▶ [Input for this task]
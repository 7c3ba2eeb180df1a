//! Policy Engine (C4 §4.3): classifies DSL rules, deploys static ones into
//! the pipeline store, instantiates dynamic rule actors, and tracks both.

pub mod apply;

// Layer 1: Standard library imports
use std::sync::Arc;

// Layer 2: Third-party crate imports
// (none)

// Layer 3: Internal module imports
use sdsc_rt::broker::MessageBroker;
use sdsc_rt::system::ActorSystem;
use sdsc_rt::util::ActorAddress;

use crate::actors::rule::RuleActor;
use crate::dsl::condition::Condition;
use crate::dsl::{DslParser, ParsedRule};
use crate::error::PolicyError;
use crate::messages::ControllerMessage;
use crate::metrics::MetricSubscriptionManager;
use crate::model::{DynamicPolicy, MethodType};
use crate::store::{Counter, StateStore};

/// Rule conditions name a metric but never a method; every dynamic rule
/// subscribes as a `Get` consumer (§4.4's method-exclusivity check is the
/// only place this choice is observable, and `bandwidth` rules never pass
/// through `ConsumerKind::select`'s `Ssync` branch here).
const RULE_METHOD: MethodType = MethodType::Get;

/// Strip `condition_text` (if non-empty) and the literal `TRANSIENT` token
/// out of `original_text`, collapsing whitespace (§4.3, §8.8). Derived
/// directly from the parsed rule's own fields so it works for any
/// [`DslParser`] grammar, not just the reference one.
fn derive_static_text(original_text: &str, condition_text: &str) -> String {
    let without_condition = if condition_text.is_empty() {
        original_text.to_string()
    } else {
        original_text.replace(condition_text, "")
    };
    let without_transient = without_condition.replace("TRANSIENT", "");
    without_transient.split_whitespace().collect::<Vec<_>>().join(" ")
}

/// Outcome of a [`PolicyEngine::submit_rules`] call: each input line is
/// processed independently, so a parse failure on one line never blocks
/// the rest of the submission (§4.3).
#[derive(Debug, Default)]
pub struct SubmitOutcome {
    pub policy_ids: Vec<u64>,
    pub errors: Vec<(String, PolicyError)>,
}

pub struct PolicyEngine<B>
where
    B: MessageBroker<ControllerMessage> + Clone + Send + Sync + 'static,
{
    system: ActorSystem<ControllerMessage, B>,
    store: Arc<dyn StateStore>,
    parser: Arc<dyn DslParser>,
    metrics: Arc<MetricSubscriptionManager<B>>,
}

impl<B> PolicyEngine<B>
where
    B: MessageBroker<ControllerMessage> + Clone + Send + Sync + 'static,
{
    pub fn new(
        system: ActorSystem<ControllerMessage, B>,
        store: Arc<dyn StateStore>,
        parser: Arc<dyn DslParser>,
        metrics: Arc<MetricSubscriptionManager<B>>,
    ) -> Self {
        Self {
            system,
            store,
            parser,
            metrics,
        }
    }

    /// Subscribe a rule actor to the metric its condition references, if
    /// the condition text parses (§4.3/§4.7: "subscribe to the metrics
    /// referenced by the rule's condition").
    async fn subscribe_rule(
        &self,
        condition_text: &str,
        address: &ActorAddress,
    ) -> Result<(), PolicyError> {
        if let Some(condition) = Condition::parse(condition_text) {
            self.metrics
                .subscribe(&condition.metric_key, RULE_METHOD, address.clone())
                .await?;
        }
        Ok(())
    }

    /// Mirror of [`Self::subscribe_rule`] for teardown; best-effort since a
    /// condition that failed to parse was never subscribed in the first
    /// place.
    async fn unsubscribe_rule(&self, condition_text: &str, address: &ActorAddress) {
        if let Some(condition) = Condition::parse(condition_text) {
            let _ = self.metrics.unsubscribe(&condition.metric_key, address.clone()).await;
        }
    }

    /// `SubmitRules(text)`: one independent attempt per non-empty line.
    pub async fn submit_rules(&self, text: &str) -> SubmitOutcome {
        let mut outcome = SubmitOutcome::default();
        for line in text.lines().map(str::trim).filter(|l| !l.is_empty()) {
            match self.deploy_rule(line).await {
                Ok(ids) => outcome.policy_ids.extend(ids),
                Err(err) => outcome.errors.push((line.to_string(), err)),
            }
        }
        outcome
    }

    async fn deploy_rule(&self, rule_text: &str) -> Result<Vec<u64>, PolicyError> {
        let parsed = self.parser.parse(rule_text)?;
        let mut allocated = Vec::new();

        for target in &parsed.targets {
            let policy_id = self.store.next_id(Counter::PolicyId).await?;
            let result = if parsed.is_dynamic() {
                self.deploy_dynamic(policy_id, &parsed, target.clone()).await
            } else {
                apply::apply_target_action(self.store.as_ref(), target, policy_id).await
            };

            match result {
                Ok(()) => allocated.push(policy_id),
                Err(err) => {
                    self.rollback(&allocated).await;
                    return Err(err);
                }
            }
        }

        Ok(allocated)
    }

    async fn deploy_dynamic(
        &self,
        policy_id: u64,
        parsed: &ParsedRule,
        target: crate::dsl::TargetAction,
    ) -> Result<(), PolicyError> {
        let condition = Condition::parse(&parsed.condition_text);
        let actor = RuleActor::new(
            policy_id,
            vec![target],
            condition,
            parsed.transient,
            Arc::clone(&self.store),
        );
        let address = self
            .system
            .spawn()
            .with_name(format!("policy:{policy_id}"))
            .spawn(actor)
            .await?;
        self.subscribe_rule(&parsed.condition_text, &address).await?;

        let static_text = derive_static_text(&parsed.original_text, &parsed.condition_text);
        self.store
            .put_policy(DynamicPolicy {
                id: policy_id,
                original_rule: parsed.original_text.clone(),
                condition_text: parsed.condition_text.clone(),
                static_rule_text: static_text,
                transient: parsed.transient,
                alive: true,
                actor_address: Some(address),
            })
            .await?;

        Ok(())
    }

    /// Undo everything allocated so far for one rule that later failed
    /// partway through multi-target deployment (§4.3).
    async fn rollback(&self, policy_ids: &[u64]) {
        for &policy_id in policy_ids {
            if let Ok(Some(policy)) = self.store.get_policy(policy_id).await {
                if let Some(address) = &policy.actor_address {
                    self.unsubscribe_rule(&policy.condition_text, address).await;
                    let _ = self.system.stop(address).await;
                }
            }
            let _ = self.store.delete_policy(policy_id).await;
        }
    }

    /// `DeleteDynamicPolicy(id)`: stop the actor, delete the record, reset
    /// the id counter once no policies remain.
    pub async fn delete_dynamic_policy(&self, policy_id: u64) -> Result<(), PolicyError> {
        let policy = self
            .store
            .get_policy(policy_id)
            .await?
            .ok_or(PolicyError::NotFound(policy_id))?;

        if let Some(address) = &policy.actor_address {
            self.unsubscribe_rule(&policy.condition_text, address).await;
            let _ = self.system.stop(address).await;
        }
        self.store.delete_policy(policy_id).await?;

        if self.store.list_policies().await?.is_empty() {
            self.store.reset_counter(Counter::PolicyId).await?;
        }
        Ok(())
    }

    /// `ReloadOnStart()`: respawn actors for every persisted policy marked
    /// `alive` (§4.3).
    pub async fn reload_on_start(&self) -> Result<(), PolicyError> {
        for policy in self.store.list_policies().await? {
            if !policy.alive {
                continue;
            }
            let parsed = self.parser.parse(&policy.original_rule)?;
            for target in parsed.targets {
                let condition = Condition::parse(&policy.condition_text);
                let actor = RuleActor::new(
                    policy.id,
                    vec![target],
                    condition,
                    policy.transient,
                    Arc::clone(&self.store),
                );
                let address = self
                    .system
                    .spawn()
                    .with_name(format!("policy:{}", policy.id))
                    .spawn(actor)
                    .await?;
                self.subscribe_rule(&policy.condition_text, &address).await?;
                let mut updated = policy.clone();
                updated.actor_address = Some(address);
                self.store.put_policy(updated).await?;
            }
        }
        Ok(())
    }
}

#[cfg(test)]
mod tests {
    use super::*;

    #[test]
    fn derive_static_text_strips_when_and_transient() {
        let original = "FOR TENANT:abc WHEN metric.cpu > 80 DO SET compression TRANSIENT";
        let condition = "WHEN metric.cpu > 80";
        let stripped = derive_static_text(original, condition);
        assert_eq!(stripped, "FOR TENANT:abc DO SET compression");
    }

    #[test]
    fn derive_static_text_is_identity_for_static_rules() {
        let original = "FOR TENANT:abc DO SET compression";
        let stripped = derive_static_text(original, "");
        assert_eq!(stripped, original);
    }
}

▶ [Action item]
Report how many lines of the entries above contain "crate", and give no other output.

▶ [Task result]
10